Delaney has not been on the debate stage since July and polled at zero percent among likely Iowa Democratic caucusgoers in the Selzer survey.

Delaney’s campaign included a statement in the release from a former Register opinion columnist who endorsed him, Chuck Offenburger.

“I’ve watched John Delaney slowly and steadily build his campaign and his positions from conversations with tens of thousands of Iowans in all 99 counties over the past two years,” Offenburger said in the release. “The result of campaigning that way? John has the most solid, well-thought platform in the field. You need to read and consider it, if you haven’t already. His pragmatic, moderate positions are what will win for Democrats in 2020.”

Delaney’s poll numbers have steadily dropped from a high of 1.7 percent support among likely Iowa Democratic caucusgoers in the RealClearPolitics polling average in July to its current zero percent support, where he has languished since October. Over the course of his campaign, he has raised $2.7 million from supporters while self-funding a further $24.4 million as of Oct. 31, according to Federal Election Commission filings.
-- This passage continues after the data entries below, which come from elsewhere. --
#[derive(Debug, thiserror::Error)]
pub enum StoreError {
    #[error("not found: {0}")]
    NotFound(String),

    #[error("already exists: {0}")]
    Conflict(String),

    #[error("stale version for {0}; re-read and retry")]
    StaleVersion(String),

    #[error("invalid argument: {0}")]
    InvalidArgument(String),

    #[error("storage error: {0}")]
    Internal(#[from] anyhow::Error),
}

impl From<tokio_postgres::Error> for StoreError {
    fn from(e: tokio_postgres::Error) -> Self {
        StoreError::Internal(anyhow::Error::new(e))
    }
}

impl From<serde_json::Error> for StoreError {
    fn from(e: serde_json::Error) -> Self {
        StoreError::Internal(anyhow::Error::new(e))
    }
}

pub type Result<T> = std::result::Result<T, StoreError>;
#[async_trait]
impl TaskDefinitionStore for PostgresStorage {
    async fn get(&self, family: &str, revision: i32) -> Result<Option<TaskDefinition>> {
        let client = self.client().await?;
        let row = client
            .query_opt(
                "SELECT data FROM task_definitions WHERE family = $1 AND revision = $2",
                &[&family, &revision],
            )
            .await?;
        row.as_ref().map(decode).transpose()
    }

    async fn get_latest_active(&self, family: &str) -> Result<Option<TaskDefinition>> {
        let client = self.client().await?;
        let row = client
            .query_opt(
                r#"
                SELECT data FROM task_definitions
                WHERE family = $1 AND status = 'ACTIVE'
                ORDER BY revision DESC
                LIMIT 1
                "#,
                &[&family],
            )
            .await?;
        row.as_ref().map(decode).transpose()
    }

    async fn list(
        &self,
        filter: &TaskDefinitionFilter,
        page: &PageRequest,
    ) -> Result<Page<TaskDefinition>> {
        let offset = page_offset(filter, page)?;
        let client = self.client().await?;
        let prefix = filter
            .family_prefix
            .as_deref()
            .map(|p| format!("{}%", p.replace('%', "\\%")));
        let status = filter.status.map(|s| {
            serde_json::to_value(s)
                .ok()
                .and_then(|v| v.as_str().map(String::from))
                .unwrap_or_default()
        });
        let rows = client
            .query(
                r#"
                SELECT data, COUNT(*) OVER() AS full_count
                FROM task_definitions
                WHERE ($1::TEXT IS NULL OR family LIKE $1)
                  AND ($2::TEXT IS NULL OR status = $2)
                ORDER BY created_at ASC, arn ASC
                LIMIT $3 OFFSET $4
                "#,
                &[
                    &prefix,
                    &status,
                    &(page.limit() as i64),
                    &(offset as i64),
                ],
            )
            .await?;
        page_from_rows(&rows, filter, offset)
    }

    async fn list_families(
        &self,
        filter: &FamilyFilter,
        page: &PageRequest,
    ) -> Result<Page<String>> {
        let offset = page_offset(filter, page)?;
        let client = self.client().await?;
        let prefix = filter
            .family_prefix
            .as_deref()
            .map(|p| format!("{}%", p.replace('%', "\\%")));
        let status = filter.status.map(|s| {
            serde_json::to_value(s)
                .ok()
                .and_then(|v| v.as_str().map(String::from))
                .unwrap_or_default()
        });
        let rows = client
            .query(
                r#"
                SELECT DISTINCT family, COUNT(*) OVER() AS full_count
                FROM task_definitions
                WHERE ($1::TEXT IS NULL OR family LIKE $1)
                  AND ($2::TEXT IS NULL OR status = $2)
                ORDER BY family ASC
                LIMIT $3 OFFSET $4
                "#,
                &[&prefix, &status, &(page.limit() as i64), &(offset as i64)],
            )
            .await?;
        let full_count: i64 = rows.first().map(|r| r.get("full_count")).unwrap_or(0);
        let items: Vec<String> = rows.iter().map(|r| r.get("family")).collect();
        let consumed = offset + items.len();
        let next = ((consumed as i64) < full_count)
            .then(|| cursor::encode_token(consumed, &cursor::fingerprint(filter)));
        Ok(Page {
            items,
            next_token: next,
        })
    }

    async fn update(&self, td: &TaskDefinition) -> Result<TaskDefinition> {
        let client = self.client().await?;
        let mut next = td.clone();
        next.version = td.version + 1;
        next.updated_at = Utc::now();
        let status = match next.status {
            TaskDefinitionStatus::Active => "ACTIVE",
            TaskDefinitionStatus::Inactive => "INACTIVE",
        };
        let n = client
            .execute(
                r#"
                UPDATE task_definitions
                SET version = version + 1, status = $1, data = $2
                WHERE family = $3 AND revision = $4 AND version = $5
                "#,
                &[&status, &encode(&next)?, &td.family, &td.revision, &td.version],
            )
            .await?;
        if n == 0 {
            if TaskDefinitionStore::get(self, &td.family, td.revision)
                .await?
                .is_none()
            {
                return Err(StoreError::NotFound(td.task_definition_arn.clone()));
            }
            return Err(StoreError::StaleVersion(td.task_definition_arn.clone()));
        }
        Ok(next)
    }
}
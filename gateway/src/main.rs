use anyhow::Result;
use clap::Parser;

use stevedore_gateway::args::Cli;
use stevedore_gateway::server::run_server;

#[tokio::main]
async fn main() -> Result<()> {
    tracing_subscriber::fmt::init();

    let cli = Cli::parse();
    run_server(cli).await
}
Delaney’s quixotic campaign is not the only example of low-polling moderates still in the race.

Former New York Mayor Michael Bloomberg, another moderate Democrat, entered the presidential race on Nov. 24.

He has since spent more than $30 million on his campaign, according to ad-buy tracker Advertising Analytics, while languishing in the low-single digits in the RealClearPolitics national polling average and likely Iowa Democratic caucusgoers’ polling average.